I recently read an article about Dr. Vilayanur Ramachandran, an Indian-born behavioral neurologist. This gentleman's approach to certain problems is generally low-tech, stemming from working with few resources in India.

One of the pathologies he devised a simple remedy for, and was at the forefront of the discovery of the cause of, is commonly called "phantom limb," where an amputee patient feels the missing limb as if it were there.

A different scientist working in the early '80s with Macaque monkeys discovered the different areas of the brain that deal with data coming in from the fingers. Then he amputated a finger (I'm not sure about the ethical ramifications about this move, but...), had his lab infiltrated by PETA and was stripped of his monkeys. He got them back years later, and checked the amputee's brain, and saw that the neurons allocated to the finger had been taken over on both sides by the neurons for the two surrounding fingers, like ivy taking over a small gorge.

Dr. Ramachandran noticed in a human amputee patient of his that when you touched certain parts of his face, he could feel it in his amputated arm quite realistically. Turns out the sensory neurons for the face are close enough to hijack good neurons from amputated limbs, but sometimes the brain can still cross itself up, and make you think it's the vacated limb that's delivering sensory data.

Most phantom limb problems are of the nature of pain or a stiffness from being held motionless. How do you fix this? Dr. Ramachandran devised a treatment: let's just cross up the brain ourselves deliberately. What was his expensive fancy sci-fi apparatus? A mirror.

He had his patient put his good arm and his stump onto a table while kneeling on a pillow, so his head was pretty much at the same level as his limbs. Then he put the mirror just in front of the stump and angled in such a way to make it look like his good arm was really his amputated arm. The Doc told him to just look at the mirror image and start doing things with your good hand. 
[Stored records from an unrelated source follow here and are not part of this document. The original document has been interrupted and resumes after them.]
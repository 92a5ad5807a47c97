use crate::config::ParksConfig;
use crate::connection::{ConnectionManager, ConnectionState};
use crate::dataset;
use crate::errors::{ErrorKind, ParksError, ParksResult};
use crate::query::{BoxQuery, BoxQueryParams};
use crate::record::Record;
use crate::spatial::SpatialIndex;
use crate::store::{ParkStore, StoreConnector, StoreModule};
use parking_lot::Mutex;
use std::fmt::{Display, Formatter};
use std::sync::Arc;

/// Result of [`ParkService::initialize`].
#[derive(Debug, Clone, Copy, PartialEq, Eq)]
pub enum SeedOutcome {
    /// The collection was empty and the dataset was inserted.
    Seeded { inserted: usize },
    /// The collection already held documents; nothing was written.
    AlreadySeeded { existing: u64 },
}

impl Display for SeedOutcome {
    fn fmt(&self, f: &mut Formatter<'_>) -> std::fmt::Result {
        match self {
            SeedOutcome::Seeded { inserted } => write!(f, "inserted {} records", inserted),
            SeedOutcome::AlreadySeeded { existing } => {
                write!(f, "already seeded with {} records", existing)
            }
        }
    }
}

/// Park location service.
///
/// # Purpose
/// `ParkService` is the entry point of the crate. It owns the lazily opened
/// store connection and exposes the spatial queries together with the
/// initialization and maintenance operations.
///
/// The connection stays open across calls until
/// [`shutdown`](ParkService::shutdown). Command-line tools that run a single
/// operation use [`one_shot`](ParkService::one_shot) instead, which closes the
/// connection when the operation ends.
///
/// # Examples
///
/// ```rust
/// use parks::query::BoxQueryParams;
/// use parks::service::ParkService;
/// use parks::store::memory::InMemoryStoreModule;
///
/// let service = ParkService::builder()
///     .load_module(InMemoryStoreModule::new())
///     .build()
///     .unwrap();
/// service.initialize().unwrap();
///
/// // Yellowstone sits inside this box
/// let params = BoxQueryParams::new(45.0, -111.0, 44.0, -110.0);
/// let parks = service.query_box(&params).unwrap();
/// assert_eq!(parks.len(), 1);
/// ```
#[derive(Clone)]
pub struct ParkService {
    inner: Arc<ParkServiceInner>,
}

struct ParkServiceInner {
    config: ParksConfig,
    connection: ConnectionManager,
    index: SpatialIndex,
    seed_lock: Mutex<()>,
}

impl ParkService {
    pub fn builder() -> ParkServiceBuilder {
        ParkServiceBuilder::new()
    }

    pub fn config(&self) -> &ParksConfig {
        &self.inner.config
    }

    pub fn connection_state(&self) -> ConnectionState {
        self.inner.connection.state()
    }

    pub fn connection(&self) -> &ConnectionManager {
        &self.inner.connection
    }

    /// Returns every record of the collection.
    pub fn query_all(&self) -> ParksResult<Vec<Record>> {
        let store = self.inner.connection.ensure_connection()?;
        let records = store
            .find_all()
            .map_err(|e| query_failure("query all parks", &store, e))?;
        log::debug!("Returning {} parks from {}", records.len(), store.namespace());
        Ok(records)
    }

    /// Validates `params` and returns the records inside the box.
    ///
    /// Invalid parameters fail with `ValidationError` before the store is
    /// contacted.
    pub fn query_box(&self, params: &BoxQueryParams) -> ParksResult<Vec<Record>> {
        let query = BoxQuery::try_from(params)?;
        self.query_within(&query)
    }

    /// Runs an already validated box query.
    pub fn query_within(&self, query: &BoxQuery) -> ParksResult<Vec<Record>> {
        let store = self.inner.connection.ensure_connection()?;
        let filter = query.filter();
        let limit = query.effective_limit(self.inner.config.default_limit());
        let records = store
            .find_within(&filter, limit)
            .map_err(|e| query_failure("query parks within box", &store, e))?;
        log::debug!("{} matched {} parks", filter, records.len());
        Ok(records)
    }

    /// Creates the spatial index and seeds the collection when it is empty.
    ///
    /// Safe to call any number of times; only the first call on an empty
    /// collection writes data. Concurrent calls on one service are serialized.
    pub fn initialize(&self) -> ParksResult<SeedOutcome> {
        let store = self.inner.connection.ensure_connection()?;
        let _guard = self.inner.seed_lock.lock();
        let index = &self.inner.index;

        store
            .ensure_index(index)
            .map_err(|e| query_failure(&format!("create index {}", index), &store, e))?;
        log::info!("Ensured index {} on {}", index, store.namespace());

        let existing = store
            .count()
            .map_err(|e| query_failure("count parks", &store, e))?;
        if existing > 0 {
            log::info!(
                "{} already holds {} parks, skipping import",
                store.namespace(),
                existing
            );
            return Ok(SeedOutcome::AlreadySeeded { existing });
        }

        let records = dataset::load_seed(self.inner.config.seed_source()).inspect_err(|e| {
            log::error!("Cannot load seed dataset: {}", e);
        })?;
        let inserted = store
            .insert_many(records)
            .map_err(|e| query_failure("import parks", &store, e))?;
        log::info!("Imported {} parks into {}", inserted, store.namespace());
        Ok(SeedOutcome::Seeded { inserted })
    }

    /// Drops the whole reference collection.
    pub fn flush(&self) -> ParksResult<()> {
        let store = self.inner.connection.ensure_connection()?;
        store
            .drop_collection()
            .map_err(|e| query_failure("flush parks", &store, e))?;
        log::info!("Flushed {}", store.namespace());
        Ok(())
    }

    /// Closes the store connection. The next operation reconnects.
    pub fn shutdown(&self) -> ParksResult<()> {
        self.inner.connection.shutdown()
    }

    /// Turns this service into a runner that closes the connection after
    /// one operation.
    pub fn one_shot(self) -> OneShot {
        OneShot { service: self }
    }
}

impl std::fmt::Debug for ParkService {
    fn fmt(&self, f: &mut Formatter<'_>) -> std::fmt::Result {
        f.debug_struct("ParkService")
            .field("collection", &self.inner.config.collection_name())
            .field("connection", &self.inner.connection)
            .finish()
    }
}

/// Runs a single maintenance operation and always closes the connection.
pub struct OneShot {
    service: ParkService,
}

impl OneShot {
    pub fn initialize(self) -> ParksResult<SeedOutcome> {
        let result = self.service.initialize();
        self.finish(result)
    }

    pub fn flush(self) -> ParksResult<()> {
        let result = self.service.flush();
        self.finish(result)
    }

    fn finish<T>(self, result: ParksResult<T>) -> ParksResult<T> {
        let closed = self.service.shutdown();
        match (result, closed) {
            (Ok(value), Ok(())) => Ok(value),
            (Ok(_), Err(close_err)) => Err(close_err),
            (Err(err), Ok(())) => Err(err),
            (Err(err), Err(close_err)) => {
                log::error!("Failed to close connection after error: {}", close_err);
                Err(err)
            }
        }
    }
}

pub struct ParkServiceBuilder {
    config: ParksConfig,
    connector: Option<ParksResult<Arc<dyn StoreConnector>>>,
}

impl ParkServiceBuilder {
    pub fn new() -> ParkServiceBuilder {
        ParkServiceBuilder {
            config: ParksConfig::default(),
            connector: None,
        }
    }

    pub fn config(mut self, config: ParksConfig) -> Self {
        self.config = config;
        self
    }

    /// Selects the storage backend.
    pub fn load_module<M: StoreModule>(mut self, module: M) -> Self {
        self.connector = Some(module.connector());
        self
    }

    pub fn build(self) -> ParksResult<ParkService> {
        let connector = match self.connector {
            Some(connector) => connector?,
            None => {
                log::error!("No store module loaded");
                return Err(ParksError::new(
                    "no store module loaded, call load_module before build",
                    ErrorKind::ConfigError,
                ));
            }
        };

        let connection = ConnectionManager::new(connector, self.config.retry_policy());
        Ok(ParkService {
            inner: Arc::new(ParkServiceInner {
                config: self.config,
                connection,
                index: SpatialIndex::default(),
                seed_lock: Mutex::new(()),
            }),
        })
    }
}

impl Default for ParkServiceBuilder {
    fn default() -> Self {
        ParkServiceBuilder::new()
    }
}

fn query_failure(operation: &str, store: &ParkStore, cause: ParksError) -> ParksError {
    log::error!("Failed to {} on {}: {}", operation, store.namespace(), cause);
    if cause.kind() == &ErrorKind::QueryError {
        cause
    } else {
        ParksError::new_with_cause(
            &format!("failed to {}", operation),
            ErrorKind::QueryError,
            cause,
        )
    }
}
The patient immediately began to feel that his amputated hand was snapping fingers and counting to five and all the other activities his good hand was doing. They'd successfully crossed up and tricked the brain.

For most patients, this "mirror therapy"--twenty minutes a day for four weeks--tends to diminish the pain completely. Clinical studies at the Walter Reed facility, where amputees coming back from Iraq are stationed, have been positive, though at first everybody was quite skeptical.

One of the other problems this Ramachandran was working on is more bizarre; called apotemnophilia, it is the desire to have a perfectly healthy limb amputated. I'll try to get to the neurology and Ramachandran's low-tech solution to that later.